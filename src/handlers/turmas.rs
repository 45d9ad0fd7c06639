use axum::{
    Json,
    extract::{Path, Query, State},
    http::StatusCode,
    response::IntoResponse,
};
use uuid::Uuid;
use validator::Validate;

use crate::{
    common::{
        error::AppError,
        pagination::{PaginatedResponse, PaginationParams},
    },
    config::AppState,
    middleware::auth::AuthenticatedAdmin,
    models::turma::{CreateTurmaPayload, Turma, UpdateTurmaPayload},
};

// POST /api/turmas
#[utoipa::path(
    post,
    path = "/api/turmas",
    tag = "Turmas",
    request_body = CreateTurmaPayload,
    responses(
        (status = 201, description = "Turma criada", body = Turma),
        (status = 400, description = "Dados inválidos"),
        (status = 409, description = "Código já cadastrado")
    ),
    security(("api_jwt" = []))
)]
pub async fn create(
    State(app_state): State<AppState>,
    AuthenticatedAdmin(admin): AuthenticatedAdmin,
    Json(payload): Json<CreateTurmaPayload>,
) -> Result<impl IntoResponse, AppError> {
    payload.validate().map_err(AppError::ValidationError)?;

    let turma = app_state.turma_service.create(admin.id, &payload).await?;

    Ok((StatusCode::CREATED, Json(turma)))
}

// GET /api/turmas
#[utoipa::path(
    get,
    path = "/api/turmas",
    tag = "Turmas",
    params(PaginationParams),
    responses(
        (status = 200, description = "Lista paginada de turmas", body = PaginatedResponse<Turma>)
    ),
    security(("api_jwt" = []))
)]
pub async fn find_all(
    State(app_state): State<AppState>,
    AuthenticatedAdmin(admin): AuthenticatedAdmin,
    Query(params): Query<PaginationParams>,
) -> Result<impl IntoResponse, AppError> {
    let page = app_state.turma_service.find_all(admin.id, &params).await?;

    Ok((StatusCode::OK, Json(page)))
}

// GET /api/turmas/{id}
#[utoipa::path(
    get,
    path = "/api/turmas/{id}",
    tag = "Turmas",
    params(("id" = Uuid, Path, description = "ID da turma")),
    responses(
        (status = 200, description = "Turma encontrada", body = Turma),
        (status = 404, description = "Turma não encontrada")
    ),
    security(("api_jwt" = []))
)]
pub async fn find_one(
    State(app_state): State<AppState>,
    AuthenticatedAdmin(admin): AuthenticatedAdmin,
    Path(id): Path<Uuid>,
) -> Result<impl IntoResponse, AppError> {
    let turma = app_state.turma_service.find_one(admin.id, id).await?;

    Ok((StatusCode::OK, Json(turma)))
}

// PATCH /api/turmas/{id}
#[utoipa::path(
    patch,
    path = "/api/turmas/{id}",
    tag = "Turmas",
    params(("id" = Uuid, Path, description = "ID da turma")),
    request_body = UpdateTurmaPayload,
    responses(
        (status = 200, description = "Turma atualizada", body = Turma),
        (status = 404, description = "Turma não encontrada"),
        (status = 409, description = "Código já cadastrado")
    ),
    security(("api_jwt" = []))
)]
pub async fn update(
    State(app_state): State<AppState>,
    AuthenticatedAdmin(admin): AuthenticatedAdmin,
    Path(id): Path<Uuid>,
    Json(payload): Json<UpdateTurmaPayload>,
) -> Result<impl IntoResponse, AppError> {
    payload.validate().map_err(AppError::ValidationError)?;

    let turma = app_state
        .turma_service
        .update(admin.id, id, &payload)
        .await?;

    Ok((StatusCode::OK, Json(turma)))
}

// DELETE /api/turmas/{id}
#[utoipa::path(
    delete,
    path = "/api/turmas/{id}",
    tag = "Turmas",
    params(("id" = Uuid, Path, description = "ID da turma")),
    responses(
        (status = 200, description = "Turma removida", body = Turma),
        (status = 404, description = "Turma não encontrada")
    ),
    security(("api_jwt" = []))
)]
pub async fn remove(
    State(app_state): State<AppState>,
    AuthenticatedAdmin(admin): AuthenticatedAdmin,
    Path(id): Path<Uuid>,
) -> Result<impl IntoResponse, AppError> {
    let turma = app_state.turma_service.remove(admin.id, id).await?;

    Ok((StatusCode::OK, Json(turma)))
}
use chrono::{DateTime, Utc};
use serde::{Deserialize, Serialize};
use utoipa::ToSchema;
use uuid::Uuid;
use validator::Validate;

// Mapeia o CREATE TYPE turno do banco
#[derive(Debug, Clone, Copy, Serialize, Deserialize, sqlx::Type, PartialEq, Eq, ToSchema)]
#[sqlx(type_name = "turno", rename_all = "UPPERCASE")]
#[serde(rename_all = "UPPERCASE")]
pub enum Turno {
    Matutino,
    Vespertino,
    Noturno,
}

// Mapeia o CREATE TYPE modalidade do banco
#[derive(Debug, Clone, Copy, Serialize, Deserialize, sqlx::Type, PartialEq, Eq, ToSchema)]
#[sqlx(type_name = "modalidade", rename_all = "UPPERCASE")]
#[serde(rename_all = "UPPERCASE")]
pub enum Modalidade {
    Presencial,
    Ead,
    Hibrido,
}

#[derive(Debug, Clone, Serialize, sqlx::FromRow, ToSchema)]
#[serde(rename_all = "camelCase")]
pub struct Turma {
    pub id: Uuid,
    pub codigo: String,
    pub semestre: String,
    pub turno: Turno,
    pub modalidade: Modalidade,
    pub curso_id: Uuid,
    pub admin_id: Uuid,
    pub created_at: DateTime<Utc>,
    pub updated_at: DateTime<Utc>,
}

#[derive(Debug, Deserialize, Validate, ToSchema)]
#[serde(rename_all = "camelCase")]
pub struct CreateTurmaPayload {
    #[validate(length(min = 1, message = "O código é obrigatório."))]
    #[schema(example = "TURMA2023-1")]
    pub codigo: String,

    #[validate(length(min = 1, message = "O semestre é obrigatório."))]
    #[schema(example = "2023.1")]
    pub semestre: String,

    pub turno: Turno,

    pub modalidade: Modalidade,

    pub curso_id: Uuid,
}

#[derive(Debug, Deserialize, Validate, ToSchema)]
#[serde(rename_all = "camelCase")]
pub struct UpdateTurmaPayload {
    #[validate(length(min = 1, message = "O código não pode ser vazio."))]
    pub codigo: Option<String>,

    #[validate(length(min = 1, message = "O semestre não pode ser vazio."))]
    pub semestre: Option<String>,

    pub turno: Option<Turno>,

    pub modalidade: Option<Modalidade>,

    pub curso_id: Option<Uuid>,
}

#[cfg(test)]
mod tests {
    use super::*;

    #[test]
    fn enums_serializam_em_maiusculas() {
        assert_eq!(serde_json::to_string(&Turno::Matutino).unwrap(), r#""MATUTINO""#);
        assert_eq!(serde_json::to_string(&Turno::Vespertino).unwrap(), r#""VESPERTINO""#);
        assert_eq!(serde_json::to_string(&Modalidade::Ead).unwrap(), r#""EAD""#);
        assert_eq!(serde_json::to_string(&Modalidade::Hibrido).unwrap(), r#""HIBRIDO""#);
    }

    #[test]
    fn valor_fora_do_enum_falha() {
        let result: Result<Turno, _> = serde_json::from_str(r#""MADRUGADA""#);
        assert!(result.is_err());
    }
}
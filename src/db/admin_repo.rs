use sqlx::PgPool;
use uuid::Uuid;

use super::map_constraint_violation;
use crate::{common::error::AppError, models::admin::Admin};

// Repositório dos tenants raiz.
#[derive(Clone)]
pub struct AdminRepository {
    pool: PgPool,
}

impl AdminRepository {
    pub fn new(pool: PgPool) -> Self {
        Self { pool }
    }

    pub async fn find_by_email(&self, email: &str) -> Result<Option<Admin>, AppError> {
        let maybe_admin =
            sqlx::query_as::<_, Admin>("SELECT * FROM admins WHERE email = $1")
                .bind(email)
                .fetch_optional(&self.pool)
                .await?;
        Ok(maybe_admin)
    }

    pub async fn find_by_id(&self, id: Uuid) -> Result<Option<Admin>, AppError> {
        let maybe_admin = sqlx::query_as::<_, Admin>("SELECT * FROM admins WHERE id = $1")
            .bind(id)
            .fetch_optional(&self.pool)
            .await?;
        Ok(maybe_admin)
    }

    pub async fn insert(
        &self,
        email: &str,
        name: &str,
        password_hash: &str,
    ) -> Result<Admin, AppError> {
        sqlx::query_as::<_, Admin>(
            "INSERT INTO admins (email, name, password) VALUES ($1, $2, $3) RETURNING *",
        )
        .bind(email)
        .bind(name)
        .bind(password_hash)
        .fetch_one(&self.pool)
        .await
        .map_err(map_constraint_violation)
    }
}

____________

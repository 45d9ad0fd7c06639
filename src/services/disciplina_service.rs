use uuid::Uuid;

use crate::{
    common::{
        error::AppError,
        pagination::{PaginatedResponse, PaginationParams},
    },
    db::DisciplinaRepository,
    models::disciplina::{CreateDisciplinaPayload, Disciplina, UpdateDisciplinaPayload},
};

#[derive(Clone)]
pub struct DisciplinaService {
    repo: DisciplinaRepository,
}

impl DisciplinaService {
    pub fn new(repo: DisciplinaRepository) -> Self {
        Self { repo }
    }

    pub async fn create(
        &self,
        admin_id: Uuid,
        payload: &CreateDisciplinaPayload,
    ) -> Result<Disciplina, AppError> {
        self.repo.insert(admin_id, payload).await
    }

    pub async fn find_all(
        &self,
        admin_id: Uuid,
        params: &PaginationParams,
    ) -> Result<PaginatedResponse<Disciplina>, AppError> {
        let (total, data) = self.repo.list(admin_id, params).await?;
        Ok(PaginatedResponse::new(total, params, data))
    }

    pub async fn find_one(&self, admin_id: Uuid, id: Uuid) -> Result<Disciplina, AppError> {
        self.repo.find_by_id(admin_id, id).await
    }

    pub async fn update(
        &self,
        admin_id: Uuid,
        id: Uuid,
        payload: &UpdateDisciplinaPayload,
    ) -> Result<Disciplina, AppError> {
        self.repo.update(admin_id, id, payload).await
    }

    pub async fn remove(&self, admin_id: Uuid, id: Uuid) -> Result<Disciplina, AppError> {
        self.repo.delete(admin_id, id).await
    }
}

____________

The response must contain every line from the listing above in which the string "banco" appears.

// Mapeia o CREATE TYPE turno do banco
// Mapeia o CREATE TYPE modalidade do banco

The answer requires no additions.